No less than five species are flowering in the fine collection at Glasnevin, under the care of Mr. F. W. Moore, namely,
Cryptophoranthus Dayanus, C. Lehmanni, C. hypodicus, C. Moorei, and C. gracilentus.....

Both Cryptophoranthus moorei and C. lehmanii are noted as flowering for the first time.
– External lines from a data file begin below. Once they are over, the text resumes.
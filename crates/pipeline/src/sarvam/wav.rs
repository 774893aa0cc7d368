//! WAV concatenation for chunked synthesis

use std::io::Cursor;

use crate::PipelineError;

/// Merge WAV payloads into one, under the first payload's header.
///
/// Every chunk must share the first chunk's channel count, sample rate and
/// sample format.
pub fn concat_wav(chunks: &[Vec<u8>]) -> Result<Vec<u8>, PipelineError> {
    match chunks {
        [] => Err(PipelineError::Audio("no audio to combine".to_string())),
        [single] => Ok(single.clone()),
        [first, ..] => {
            let spec = hound::WavReader::new(Cursor::new(first.as_slice()))?.spec();

            let mut cursor = Cursor::new(Vec::new());
            {
                let mut writer = hound::WavWriter::new(&mut cursor, spec)?;
                for (index, chunk) in chunks.iter().enumerate() {
                    let mut reader = hound::WavReader::new(Cursor::new(chunk.as_slice()))?;
                    if reader.spec() != spec {
                        return Err(PipelineError::Audio(format!(
                            "chunk {} format {:?} differs from {:?}",
                            index,
                            reader.spec(),
                            spec
                        )));
                    }

                    match spec.sample_format {
                        hound::SampleFormat::Float => {
                            for sample in reader.samples::<f32>() {
                                writer.write_sample(sample?)?;
                            }
                        }
                        hound::SampleFormat::Int => {
                            for sample in reader.samples::<i32>() {
                                writer.write_sample(sample?)?;
                            }
                        }
                    }
                }
                writer.finalize()?;
            }
            Ok(cursor.into_inner())
        }
    }
}
//! Text chunking for speech synthesis
//!
//! Whole sentences are packed up to the limit. A sentence that alone exceeds
//! it is split at whitespace, and a single word that exceeds it is split on
//! grapheme boundaries so no combining mark is separated from its base.

use unicode_segmentation::UnicodeSegmentation;

/// Sentence terminators, including the Devanagari danda and double danda
const TERMINATORS: [char; 5] = ['.', '!', '?', '।', '॥'];

fn char_len(s: &str) -> usize {
    s.chars().count()
}

/// Split `text` into sentences, each keeping its terminator
fn sentences(text: &str) -> Vec<&str> {
    let mut out = Vec::new();
    let mut start = 0;
    for (idx, c) in text.char_indices() {
        if TERMINATORS.contains(&c) {
            let end = idx + c.len_utf8();
            let sentence = text[start..end].trim();
            if !sentence.is_empty() {
                out.push(sentence);
            }
            start = end;
        }
    }
    let rest = text[start..].trim();
    if !rest.is_empty() {
        out.push(rest);
    }
    out
}

/// Split one over-long word into pieces of at most `max_chars`
fn split_word(word: &str, max_chars: usize, out: &mut Vec<String>) {
    let mut piece = String::new();
    let mut piece_len = 0;
    for grapheme in word.graphemes(true) {
        let len = char_len(grapheme);
        if piece_len + len > max_chars && !piece.is_empty() {
            out.push(std::mem::take(&mut piece));
            piece_len = 0;
        }
        piece.push_str(grapheme);
        piece_len += len;
    }
    if !piece.is_empty() {
        out.push(piece);
    }
}

/// Split one over-long sentence at whitespace
fn split_sentence(sentence: &str, max_chars: usize, out: &mut Vec<String>) {
    let mut current = String::new();
    let mut current_len = 0;

    for word in sentence.split_whitespace() {
        let len = char_len(word);
        if len > max_chars {
            if !current.is_empty() {
                out.push(std::mem::take(&mut current));
                current_len = 0;
            }
            split_word(word, max_chars, out);
            continue;
        }

        let needed = if current.is_empty() { len } else { current_len + 1 + len };
        if needed > max_chars {
            out.push(std::mem::take(&mut current));
            current.push_str(word);
            current_len = len;
        } else {
            if !current.is_empty() {
                current.push(' ');
            }
            current.push_str(word);
            current_len = needed;
        }
    }

    if !current.is_empty() {
        out.push(current);
    }
}

/// Split `text` into chunks of at most `max_chars` characters
pub fn chunk_text(text: &str, max_chars: usize) -> Vec<String> {
    let text = text.trim();
    if text.is_empty() {
        return Vec::new();
    }
    let max_chars = max_chars.max(1);
    if char_len(text) <= max_chars {
        return vec![text.to_string()];
    }

    let mut chunks = Vec::new();
    let mut current = String::new();
    let mut current_len = 0;

    for sentence in sentences(text) {
        let len = char_len(sentence);

        if len > max_chars {
            if !current.is_empty() {
                chunks.push(std::mem::take(&mut current));
                current_len = 0;
            }
            split_sentence(sentence, max_chars, &mut chunks);
            continue;
        }

        let needed = if current.is_empty() { len } else { current_len + 1 + len };
        if needed > max_chars {
            chunks.push(std::mem::take(&mut current));
            current.push_str(sentence);
            current_len = len;
        } else {
            if !current.is_empty() {
                current.push(' ');
            }
            current.push_str(sentence);
            current_len = needed;
        }
    }

    if !current.is_empty() {
        chunks.push(current);
    }
    chunks
}

#[cfg(test)]
mod tests {
    use super::*;

    #[test]
    fn test_short_text_is_one_chunk() {
        assert_eq!(chunk_text("  Hello there.  ", 450), vec!["Hello there."]);
        assert!(chunk_text("   ", 450).is_empty());
    }

    #[test]
    fn test_packs_whole_sentences() {
        let chunks = chunk_text("One two. Three four! Five six?", 20);
        assert_eq!(chunks, vec!["One two. Three four!", "Five six?"]);
    }

    #[test]
    fn test_danda_terminates_sentences() {
        let text = "आप पात्र हैं। कृपया दस्तावेज़ तैयार रखें॥ धन्यवाद।";
        let chunks = chunk_text(text, 25);
        assert!(chunks.len() >= 2);
        assert!(chunks[0].ends_with('।'));
        assert!(chunks.iter().all(|c| c.chars().count() <= 25));
    }

    #[test]
    fn test_long_sentence_splits_at_whitespace() {
        let sentence = "word ".repeat(30);
        let chunks = chunk_text(&sentence, 22);
        assert!(chunks.iter().all(|c| c.chars().count() <= 22));
        assert!(chunks.iter().all(|c| !c.starts_with(' ') && !c.ends_with(' ')));
        assert_eq!(chunks.join(" ").split_whitespace().count(), 30);
    }

    #[test]
    fn test_long_word_splits_by_grapheme() {
        let word = "क्षि".repeat(10);
        let chunks = chunk_text(&word, 8);
        assert!(chunks.iter().all(|c| c.chars().count() <= 8));
        assert_eq!(chunks.concat(), word);
    }

    #[test]
    fn test_nothing_is_lost() {
        let text = "First sentence here. ".repeat(40);
        let chunks = chunk_text(&text, 450);
        assert!(chunks.len() > 1);
        assert_eq!(
            chunks.join(" ").split_whitespace().collect::<Vec<_>>(),
            text.split_whitespace().collect::<Vec<_>>()
        );
    }
}
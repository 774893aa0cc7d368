//! Prometheus metrics

use metrics_exporter_prometheus::{PrometheusBuilder, PrometheusHandle};
use once_cell::sync::OnceCell;

use loan_assist_core::{LanguageCode, TurnFailure};

static HANDLE: OnceCell<Option<PrometheusHandle>> = OnceCell::new();

/// Install the global recorder. Safe to call more than once; only the first call installs.
pub fn init_metrics() -> Option<PrometheusHandle> {
    HANDLE
        .get_or_init(|| match PrometheusBuilder::new().install_recorder() {
            Ok(handle) => Some(handle),
            Err(e) => {
                tracing::warn!(error = %e, "Metrics recorder not installed");
                None
            }
        })
        .clone()
}

/// Render the current metrics in Prometheus text format
pub fn render() -> String {
    HANDLE
        .get()
        .and_then(|handle| handle.as_ref())
        .map(|handle| handle.render())
        .unwrap_or_default()
}

pub fn record_request(route: String, status: u16) {
    metrics::counter!("loan_assist_http_requests_total", "route" => route, "status" => status.to_string())
        .increment(1);
}

/// Count one finished turn, labelled by outcome
pub fn record_turn(language: Option<LanguageCode>, failure: Option<TurnFailure>, elapsed_ms: f64) {
    let language = language.map(|l| l.as_locale()).unwrap_or("unknown");
    let outcome = failure
        .map(|f| f.to_string())
        .unwrap_or_else(|| "delivered".to_string());

    metrics::counter!("loan_assist_turns_total", "language" => language, "outcome" => outcome)
        .increment(1);
    metrics::histogram!("loan_assist_turn_latency_ms").record(elapsed_ms);
}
Cryptophoranthus is now regarded as a synonym of Zootrophion, and Cryptophoranthus moorei (Fig. 21) a synonym of
Zootrophion hypodiscus (Rchb.f.) Luer. Species of Zootrophion are found on some of the Caribbean islands, in Central
America and in northern countries of South America. Z. hypodiscus occurs in Colombia and Ecuador. The plant illustrated is
growing in the collection of the Botanischer Garten der Universität Wien and was obtained from Mr Joachim Wlodaczek,
Grossreschener Orchideen.

COELOGYNE MOOREANA

Of the orchids named after Frederick Moore, the most well known one, probably for its ease of cultivation, availability in the
trade and its pure white flowers and strong yellow/orange lip markings, is Coelogyne mooreana. The tale of its discovery
begins with the purchase of plants from Sander & Sons, St. Albans, that had been collected in Annam, Vietnam, by Wilhelm
Micholitz. Specimens flowered with Sander in December 1906 and at Glasnevin a few months later. Sander wrote to Rolfe
saying that he wished to name it after Frederick Moore. A letter from Rolfe to Glasnevin dated 3 January 1907 states:
“Specimen of Coelogyne Mooreana for Herbarium. A description has been prepared for the Kew Bulletin.”

Coelogyne comprises approximately 200 species distributed throughout southeast Asia and the tropical Pacific. C. mooreana
Rolfe (Fig. 22) is confined to high-mountain cloud-forest in Vietnam. The plant illustrated is growing in the collection of the
Botanischer Garten der Universität Wien and was obtained from the collection of Leo Renesteder of St Gallen.

ACINETA MOOREI

The last, chronologically, of the nine orchids named to honour Frederick Moore is another South American plant purchased
from Sander & Sons, St. Albans. On 27 July 1909, Rolfe wrote:

Acineta sp. not identified. If this be the one sent on July 20, 1905 a painting was made and the raceme of 7 flowers
dried. Nothing further is known about it. All that is known of "A. Colossa, Hort. Sand." is that it was sent
from Glasnevin on August 19 1898. It has not been described, & only the raceme is known. The one sent July 20,
1905 was suggested as "intermediate between Humboldtii & Colossa."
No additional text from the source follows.